Breach by the workman of statutory or other prohibition or direction has played a frequent and a varied part in the cases decided under the Workmen's Compensation Acts.
It has appeared as a piece of evidence relevant, along with other circumstances, to prove the extent of a workman's duties and the limits of his employment. M'Diarmid and Lowe are illustrations in which such evidence, along with other circumstances, was sufficient to establish a limit in conformity with the prohibition. White-head v. Reader ( [1901] 2 KB 48) is an instance in which, while the prohibition was distinct in its terms, the other circumstances were regarded as so ambiguous as to deprive the prohibition of limiting effect.
Again when a statutory or other prohibition or direction not merely forbids the workman to do a certain thing, but commits the doing of it—either expressly, or impliedly as the result of departmental arrangements established by the employer—to another employee or class of employees, it has been held to have the effect of putting that particular thing outside the sphere of the workman's employment— Kerr v. Baird & Company, 1911 S.C. 701, 48 S.L.R. 646; Burns v. Summerlee Iron Company, 1913 S.C. 227, 50 S.L.R. 164. The reversal of Smith v.
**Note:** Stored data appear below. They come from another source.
// Server-side handle on one connected player.
//
// A `PlayerConnection` owns the player's socket (split into a buffered
// reader and writer over cloned handles), the mark and turn flag for the
// session it is currently in, and its running win streak. It is owned by
// exactly one place at a time: the accept thread, the matchmaking queue, or
// a game session. Moving it between them is how ownership of the player is
// handed off, so no locking happens here.
//
// Failure model: sending is best-effort. A write error marks the
// connection dead instead of returning an error, and the owner notices via
// `is_alive()` / `probe()` at its next decision point. Reading distinguishes
// end-of-stream (`None`) from input lines; a line that does not parse is
// still returned (as `ClientMessage::Unrecognized`) so the session can
// answer it with `I`.
//
// `probe()` is the only non-blocking read. It is used while a player waits
// in the queue, where nobody is reading from the socket, to notice peers
// that closed or sent `Q`. Partial lines survive across probes in
// `pending`.

use std::fmt;
use std::io::{self, BufReader, BufWriter, ErrorKind, Write};
use std::net::{Shutdown, SocketAddr, TcpStream};
use std::sync::atomic::{AtomicU64, Ordering};
use std::time::Duration;

use arena_protocol::{ClientMessage, Mark, ServerMessage, WinStreak, read_line, write_line};
use tracing::{debug, info};

static NEXT_CONNECTION_ID: AtomicU64 = AtomicU64::new(1);

/// Longest a single send may block on a peer that stopped reading. A send
/// that times out marks the connection dead like any other write error.
pub const WRITE_TIMEOUT: Duration = Duration::from_secs(5);

/// Process-unique connection identifier, used for logging and queue
/// bookkeeping.
#[derive(Clone, Copy, Debug, PartialEq, Eq, Hash, PartialOrd, Ord)]
pub struct ConnectionId(pub u64);

impl fmt::Display for ConnectionId {
    fn fmt(&self, f: &mut fmt::Formatter<'_>) -> fmt::Result {
        write!(f, "#{}", self.0)
    }
}

pub struct PlayerConnection {
    id: ConnectionId,
    peer: Option<SocketAddr>,
    reader: BufReader<TcpStream>,
    writer: BufWriter<TcpStream>,
    /// Bytes of an unterminated line left by a non-blocking read.
    pending: Vec<u8>,
    mark: Option<Mark>,
    has_turn: bool,
    streak: WinStreak,
    alive: bool,
}

impl PlayerConnection {
    /// Wrap an accepted stream. The stream must be in blocking mode.
    pub fn new(stream: TcpStream) -> io::Result<Self> {
        stream.set_nodelay(true)?;
        stream.set_write_timeout(Some(WRITE_TIMEOUT))?;
        let peer = stream.peer_addr().ok();
        let reader = BufReader::new(stream.try_clone()?);
        let id = ConnectionId(NEXT_CONNECTION_ID.fetch_add(1, Ordering::Relaxed));
        Ok(Self {
            id,
            peer,
            reader,
            writer: BufWriter::new(stream),
            pending: Vec::new(),
            mark: None,
            has_turn: false,
            streak: WinStreak::default(),
            alive: true,
        })
    }

    pub fn id(&self) -> ConnectionId {
        self.id
    }

    pub fn is_alive(&self) -> bool {
        self.alive
    }

    pub fn mark(&self) -> Option<Mark> {
        self.mark
    }

    pub fn has_turn(&self) -> bool {
        self.has_turn
    }

    pub fn set_turn(&mut self, has_turn: bool) {
        self.has_turn = has_turn;
    }

    /// Bind to a session with the given mark and turn flag.
    pub fn assign(&mut self, mark: Mark, has_turn: bool) {
        self.mark = Some(mark);
        self.has_turn = has_turn;
    }

    /// Forget the session binding before going back to the queue.
    pub fn clear_assignment(&mut self) {
        self.mark = None;
        self.has_turn = false;
    }

    pub fn streak(&self) -> WinStreak {
        self.streak
    }

    pub fn increment_streak(&mut self) -> WinStreak {
        self.streak.increment();
        self.streak
    }

    pub fn reset_streak(&mut self) {
        self.streak.reset();
    }

    /// Write one message line. Failures mark the connection dead.
    pub fn send(&mut self, message: &ServerMessage) {
        if !self.alive {
            return;
        }
        if let Err(e) = write_line(&mut self.writer, &message.encode()) {
            debug!(connection = %self.id, error = %e, "write failed, marking connection dead");
            self.alive = false;
        }
    }

    /// Block until the next input line arrives. `None` means the peer is
    /// gone (end of stream, read error, or an oversized line).
    pub fn receive(&mut self) -> Option<ClientMessage> {
        if !self.alive {
            return None;
        }
        loop {
            match read_line(&mut self.reader, &mut self.pending) {
                Ok(Some(line)) => return Some(ClientMessage::parse_bytes(&line)),
                Ok(None) => {
                    debug!(connection = %self.id, "peer closed the stream");
                    self.alive = false;
                    return None;
                }
                Err(e) if e.kind() == ErrorKind::Interrupted => continue,
                Err(e) => {
                    debug!(connection = %self.id, error = %e, "read failed, marking connection dead");
                    self.alive = false;
                    return None;
                }
            }
        }
    }

    /// Non-blocking liveness check for a queued player.
    ///
    /// Drains whatever input is already buffered: end of stream or a read
    /// error marks the connection dead, a `Q` line closes it, and any other
    /// line is discarded since queued players have nothing to say.
    /// Returns whether the connection is still alive.
    pub fn probe(&mut self) -> bool {
        if !self.alive {
            return false;
        }
        if let Err(e) = self.reader.get_ref().set_nonblocking(true) {
            debug!(connection = %self.id, error = %e, "cannot probe socket");
            self.alive = false;
            return false;
        }
        loop {
            match read_line(&mut self.reader, &mut self.pending) {
                Ok(Some(line)) => match ClientMessage::parse_bytes(&line) {
                    ClientMessage::Quit => {
                        info!(connection = %self.id, "player quit while queued");
                        self.close();
                        break;
                    }
                    other => {
                        debug!(connection = %self.id, input = ?other, "ignoring input while queued");
                    }
                },
                Ok(None) => {
                    debug!(connection = %self.id, "queued peer closed the stream");
                    self.alive = false;
                    break;
                }
                Err(e) if e.kind() == ErrorKind::WouldBlock => break,
                Err(e) if e.kind() == ErrorKind::Interrupted => continue,
                Err(e) => {
                    debug!(connection = %self.id, error = %e, "probe read failed");
                    self.alive = false;
                    break;
                }
            }
        }
        if self.alive {
            if let Err(e) = self.reader.get_ref().set_nonblocking(false) {
                debug!(connection = %self.id, error = %e, "cannot restore blocking mode");
                self.alive = false;
            }
        }
        self.alive
    }

    /// Flush and shut the socket down in both directions.
    pub fn close(&mut self) {
        let _ = self.writer.flush();
        let _ = self.writer.get_ref().shutdown(Shutdown::Both);
        self.alive = false;
    }
}

impl fmt::Debug for PlayerConnection {
    fn fmt(&self, f: &mut fmt::Formatter<'_>) -> fmt::Result {
        f.debug_struct("PlayerConnection")
            .field("id", &self.id)
            .field("peer", &self.peer)
            .field("mark", &self.mark)
            .field("has_turn", &self.has_turn)
            .field("streak", &self.streak)
            .field("alive", &self.alive)
            .finish_non_exhaustive()
    }
}
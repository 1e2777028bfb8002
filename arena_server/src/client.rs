// TCP client for playing on an arena server.
//
// Architecture mirrors the server's view of a player from the other side:
// - `connect()` opens the stream and spawns a background reader thread.
// - The reader thread calls `read_server_message()` in a loop (which knows
//   the `Q`/`W` raw-byte frames) and pushes each `ServerMessage` into an
//   `mpsc` channel.
// - The caller holds a `BufWriter<TcpStream>` for sending.
// - `poll()` drains the inbox without blocking; `recv_timeout()` waits for
//   one message.
//
// Used by the `arena-client` binary and by the integration tests.

use std::io::{BufReader, BufWriter};
use std::net::{Shutdown, TcpStream};
use std::sync::mpsc::{self, Receiver, RecvTimeoutError, TryRecvError};
use std::thread::{self, JoinHandle};
use std::time::Duration;

use arena_protocol::{ClientMessage, Position, ServerMessage, read_server_message, write_line};
use tracing::debug;

use crate::error::{ArenaError, Result};

pub struct ArenaClient {
    writer: BufWriter<TcpStream>,
    inbox: Receiver<ServerMessage>,
    closed: bool,
    _reader_thread: Option<JoinHandle<()>>,
}

impl ArenaClient {
    /// Connect to `addr` (`host:port`) and start reading.
    pub fn connect(addr: &str) -> Result<Self> {
        let stream = TcpStream::connect(addr).map_err(|source| ArenaError::Connect {
            addr: addr.to_string(),
            source,
        })?;
        stream.set_nodelay(true)?;
        let reader = BufReader::new(stream.try_clone()?);

        let (tx, rx) = mpsc::channel();
        let reader_thread = thread::Builder::new()
            .name("arena-client-reader".into())
            .spawn(move || reader_loop(reader, tx))?;

        Ok(Self {
            writer: BufWriter::new(stream),
            inbox: rx,
            closed: false,
            _reader_thread: Some(reader_thread),
        })
    }

    pub fn send(&mut self, message: &ClientMessage) -> Result<()> {
        write_line(&mut self.writer, &message.encode())?;
        Ok(())
    }

    /// Send an arbitrary input line, valid or not.
    pub fn send_raw(&mut self, line: &str) -> Result<()> {
        write_line(&mut self.writer, line.as_bytes())?;
        Ok(())
    }

    pub fn send_move(&mut self, position: Position) -> Result<()> {
        self.send(&ClientMessage::Move(position))
    }

    pub fn reply(&mut self, again: bool) -> Result<()> {
        self.send(&ClientMessage::Replay(again))
    }

    pub fn quit(&mut self) -> Result<()> {
        self.send(&ClientMessage::Quit)
    }

    /// Drain all messages received so far (non-blocking).
    pub fn poll(&mut self) -> Vec<ServerMessage> {
        let mut messages = Vec::new();
        loop {
            match self.inbox.try_recv() {
                Ok(message) => messages.push(message),
                Err(TryRecvError::Empty) => break,
                Err(TryRecvError::Disconnected) => {
                    self.closed = true;
                    break;
                }
            }
        }
        messages
    }

    /// Wait up to `timeout` for the next message. `Disconnected` means the
    /// server closed the stream and everything it sent has been consumed.
    pub fn recv_timeout(
        &mut self,
        timeout: Duration,
    ) -> std::result::Result<ServerMessage, RecvTimeoutError> {
        let result = self.inbox.recv_timeout(timeout);
        if let Err(RecvTimeoutError::Disconnected) = result {
            self.closed = true;
        }
        result
    }

    /// True once the reader thread has seen the end of the stream and the
    /// inbox has been drained.
    pub fn is_closed(&self) -> bool {
        self.closed
    }

    /// Close both directions of the socket.
    pub fn disconnect(self) {
        let _ = self.writer.get_ref().shutdown(Shutdown::Both);
    }
}

/// Reader thread: decode server lines until the stream ends.
fn reader_loop(mut reader: BufReader<TcpStream>, tx: mpsc::Sender<ServerMessage>) {
    loop {
        match read_server_message(&mut reader) {
            Ok(Some(message)) => {
                if tx.send(message).is_err() {
                    break;
                }
            }
            Ok(None) => break,
            Err(e) => {
                debug!(error = %e, "client reader stopped");
                break;
            }
        }
    }
}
Fife Coal Company ( 1913 S.C. 662, 50 S.L.R. 455, 1914 S.C. (H.L.) 40, 51 S.L.R. 496) on a different view of the true cause of the accident, does not shake the authority of the decisions just quoted.
Further, breach of a statutory or other prohibition or direction has often formed an important ingredient of decisions on the question whether a particular act, not itself directly part of the workman's duties, should be regarded as “reasonably incidental” to their performance or not. Illustrations of this are presented in Kane v. Merry & Cuninghame, 1911 S.C. 533, 48 S.L.R. 430; Barnes v. Nunnery Colliery Company, [1912] A C 44; Herbert v. Fox & Company, [1915] 2 K.B. 81, [1916], A.C. 405, 53 S.L.R. 810; and Robertson v. Woodilee Coal Company, 1920, 57 S.L.R. 343.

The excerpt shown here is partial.